Source records:
----
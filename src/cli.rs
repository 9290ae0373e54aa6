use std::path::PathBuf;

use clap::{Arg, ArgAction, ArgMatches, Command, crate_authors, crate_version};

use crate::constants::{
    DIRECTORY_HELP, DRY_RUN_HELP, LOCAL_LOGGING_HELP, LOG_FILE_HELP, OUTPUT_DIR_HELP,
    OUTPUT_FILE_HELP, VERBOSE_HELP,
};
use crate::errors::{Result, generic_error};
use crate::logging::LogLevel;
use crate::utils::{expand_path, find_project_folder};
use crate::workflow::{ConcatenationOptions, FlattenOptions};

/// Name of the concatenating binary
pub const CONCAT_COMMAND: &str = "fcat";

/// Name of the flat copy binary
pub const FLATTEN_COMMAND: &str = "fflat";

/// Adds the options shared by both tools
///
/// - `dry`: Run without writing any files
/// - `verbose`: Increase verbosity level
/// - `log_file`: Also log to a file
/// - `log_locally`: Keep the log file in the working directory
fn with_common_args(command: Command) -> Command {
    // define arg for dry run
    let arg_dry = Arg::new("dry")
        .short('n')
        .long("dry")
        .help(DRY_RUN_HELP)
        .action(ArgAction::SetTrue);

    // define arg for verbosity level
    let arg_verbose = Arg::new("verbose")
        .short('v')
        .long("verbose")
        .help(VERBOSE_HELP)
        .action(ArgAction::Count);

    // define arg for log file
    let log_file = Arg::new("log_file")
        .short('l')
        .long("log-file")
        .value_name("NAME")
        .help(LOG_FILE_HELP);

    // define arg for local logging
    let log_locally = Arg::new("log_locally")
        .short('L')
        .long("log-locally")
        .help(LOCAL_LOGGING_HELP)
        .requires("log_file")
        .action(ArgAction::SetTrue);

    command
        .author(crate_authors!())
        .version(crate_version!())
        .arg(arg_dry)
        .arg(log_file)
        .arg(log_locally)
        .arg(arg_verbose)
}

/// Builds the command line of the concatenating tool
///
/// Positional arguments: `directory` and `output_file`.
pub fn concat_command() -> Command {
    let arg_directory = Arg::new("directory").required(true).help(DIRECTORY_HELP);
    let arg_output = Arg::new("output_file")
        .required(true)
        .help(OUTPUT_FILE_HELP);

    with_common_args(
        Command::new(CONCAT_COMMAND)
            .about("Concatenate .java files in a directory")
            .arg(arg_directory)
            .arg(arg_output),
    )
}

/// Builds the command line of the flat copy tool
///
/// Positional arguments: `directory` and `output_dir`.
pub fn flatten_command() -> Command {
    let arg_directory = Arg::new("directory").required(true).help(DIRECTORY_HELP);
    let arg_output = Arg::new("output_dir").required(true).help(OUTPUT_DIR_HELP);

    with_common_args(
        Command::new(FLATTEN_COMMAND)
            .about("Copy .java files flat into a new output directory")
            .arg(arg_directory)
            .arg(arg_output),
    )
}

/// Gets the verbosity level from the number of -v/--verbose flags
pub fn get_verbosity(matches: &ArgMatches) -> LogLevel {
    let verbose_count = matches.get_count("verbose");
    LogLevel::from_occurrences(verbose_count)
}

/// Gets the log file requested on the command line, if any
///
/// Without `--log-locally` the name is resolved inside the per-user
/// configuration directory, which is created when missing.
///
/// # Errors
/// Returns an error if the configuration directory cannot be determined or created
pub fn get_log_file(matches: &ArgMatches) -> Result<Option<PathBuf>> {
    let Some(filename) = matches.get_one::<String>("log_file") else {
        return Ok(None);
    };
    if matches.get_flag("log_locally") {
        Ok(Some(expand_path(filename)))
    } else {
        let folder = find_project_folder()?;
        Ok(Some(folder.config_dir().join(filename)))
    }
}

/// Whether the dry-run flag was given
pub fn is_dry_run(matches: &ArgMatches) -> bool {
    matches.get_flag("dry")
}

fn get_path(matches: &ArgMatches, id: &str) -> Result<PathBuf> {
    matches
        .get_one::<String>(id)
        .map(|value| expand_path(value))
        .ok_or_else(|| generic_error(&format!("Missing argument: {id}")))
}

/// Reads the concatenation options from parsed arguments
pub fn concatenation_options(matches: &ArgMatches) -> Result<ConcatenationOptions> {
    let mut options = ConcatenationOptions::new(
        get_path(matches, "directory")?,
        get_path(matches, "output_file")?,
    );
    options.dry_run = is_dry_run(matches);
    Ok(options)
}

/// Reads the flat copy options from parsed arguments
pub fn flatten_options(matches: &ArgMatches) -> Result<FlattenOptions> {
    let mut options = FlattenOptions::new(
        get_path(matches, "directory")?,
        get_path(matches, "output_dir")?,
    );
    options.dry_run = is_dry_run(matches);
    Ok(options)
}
----
● WORK TASK
The full set of entries has to be duplicated precisely.

● TASK ANSWER
filename src/cli.rs
repository 9290ae0373e54aa6
use std::path::PathBuf;

use clap::{Arg, ArgAction, ArgMatches, Command, crate_authors, crate_version};

use crate::constants::{
    DIRECTORY_HELP, DRY_RUN_HELP, LOCAL_LOGGING_HELP, LOG_FILE_HELP, OUTPUT_DIR_HELP,
    OUTPUT_FILE_HELP, VERBOSE_HELP,
};
use crate::errors::{Result, generic_error};
use crate::logging::LogLevel;
use crate::utils::{expand_path, find_project_folder};
use crate::workflow::{ConcatenationOptions, FlattenOptions};

/// Name of the concatenating binary
pub const CONCAT_COMMAND: &str = "fcat";

/// Name of the flat copy binary
pub const FLATTEN_COMMAND: &str = "fflat";

/// Adds the options shared by both tools
///
/// - `dry`: Run without writing any files
/// - `verbose`: Increase verbosity level
/// - `log_file`: Also log to a file
/// - `log_locally`: Keep the log file in the working directory
fn with_common_args(command: Command) -> Command {
    // define arg for dry run
    let arg_dry = Arg::new("dry")
        .short('n')
        .long("dry")
        .help(DRY_RUN_HELP)
        .action(ArgAction::SetTrue);

    // define arg for verbosity level
    let arg_verbose = Arg::new("verbose")
        .short('v')
        .long("verbose")
        .help(VERBOSE_HELP)
        .action(ArgAction::Count);

    // define arg for log file
    let log_file = Arg::new("log_file")
        .short('l')
        .long("log-file")
        .value_name("NAME")
        .help(LOG_FILE_HELP);

    // define arg for local logging
    let log_locally = Arg::new("log_locally")
        .short('L')
        .long("log-locally")
        .help(LOCAL_LOGGING_HELP)
        .requires("log_file")
        .action(ArgAction::SetTrue);

    command
        .author(crate_authors!())
        .version(crate_version!())
        .arg(arg_dry)
        .arg(log_file)
        .arg(log_locally)
        .arg(arg_verbose)
}

/// Builds the command line of the concatenating tool
///
/// Positional arguments: `directory` and `output_file`.
pub fn concat_command() -> Command {
    let arg_directory = Arg::new("directory").required(true).help(DIRECTORY_HELP);
    let arg_output = Arg::new("output_file")
        .required(true)
        .help(OUTPUT_FILE_HELP);

    with_common_args(
        Command::new(CONCAT_COMMAND)
            .about("Concatenate .java files in a directory")
            .arg(arg_directory)
            .arg(arg_output),
    )
}

/// Builds the command line of the flat copy tool
///
/// Positional arguments: `directory` and `output_dir`.
pub fn flatten_command() -> Command {
    let arg_directory = Arg::new("directory").required(true).help(DIRECTORY_HELP);
    let arg_output = Arg::new("output_dir").required(true).help(OUTPUT_DIR_HELP);

    with_common_args(
        Command::new(FLATTEN_COMMAND)
            .about("Copy .java files flat into a new output directory")
            .arg(arg_directory)
            .arg(arg_output),
    )
}

/// Gets the verbosity level from the number of -v/--verbose flags
pub fn get_verbosity(matches: &ArgMatches) -> LogLevel {
    let verbose_count = matches.get_count("verbose");
    LogLevel::from_occurrences(verbose_count)
}

/// Gets the log file requested on the command line, if any
///
/// Without `--log-locally` the name is resolved inside the per-user
/// configuration directory, which is created when missing.
///
/// # Errors
/// Returns an error if the configuration directory cannot be determined or created
pub fn get_log_file(matches: &ArgMatches) -> Result<Option<PathBuf>> {
    let Some(filename) = matches.get_one::<String>("log_file") else {
        return Ok(None);
    };
    if matches.get_flag("log_locally") {
        Ok(Some(expand_path(filename)))
    } else {
        let folder = find_project_folder()?;
        Ok(Some(folder.config_dir().join(filename)))
    }
}

/// Whether the dry-run flag was given
pub fn is_dry_run(matches: &ArgMatches) -> bool {
    matches.get_flag("dry")
}

fn get_path(matches: &ArgMatches, id: &str) -> Result<PathBuf> {
    matches
        .get_one::<String>(id)
        .map(|value| expand_path(value))
        .ok_or_else(|| generic_error(&format!("Missing argument: {id}")))
}

/// Reads the concatenation options from parsed arguments
pub fn concatenation_options(matches: &ArgMatches) -> Result<ConcatenationOptions> {
    let mut options = ConcatenationOptions::new(
        get_path(matches, "directory")?,
        get_path(matches, "output_file")?,
    );
    options.dry_run = is_dry_run(matches);
    Ok(options)
}

/// Reads the flat copy options from parsed arguments
pub fn flatten_options(matches: &ArgMatches) -> Result<FlattenOptions> {
    let mut options = FlattenOptions::new(
        get_path(matches, "directory")?,
        get_path(matches, "output_dir")?,
    );
    options.dry_run = is_dry_run(matches);
    Ok(options)
}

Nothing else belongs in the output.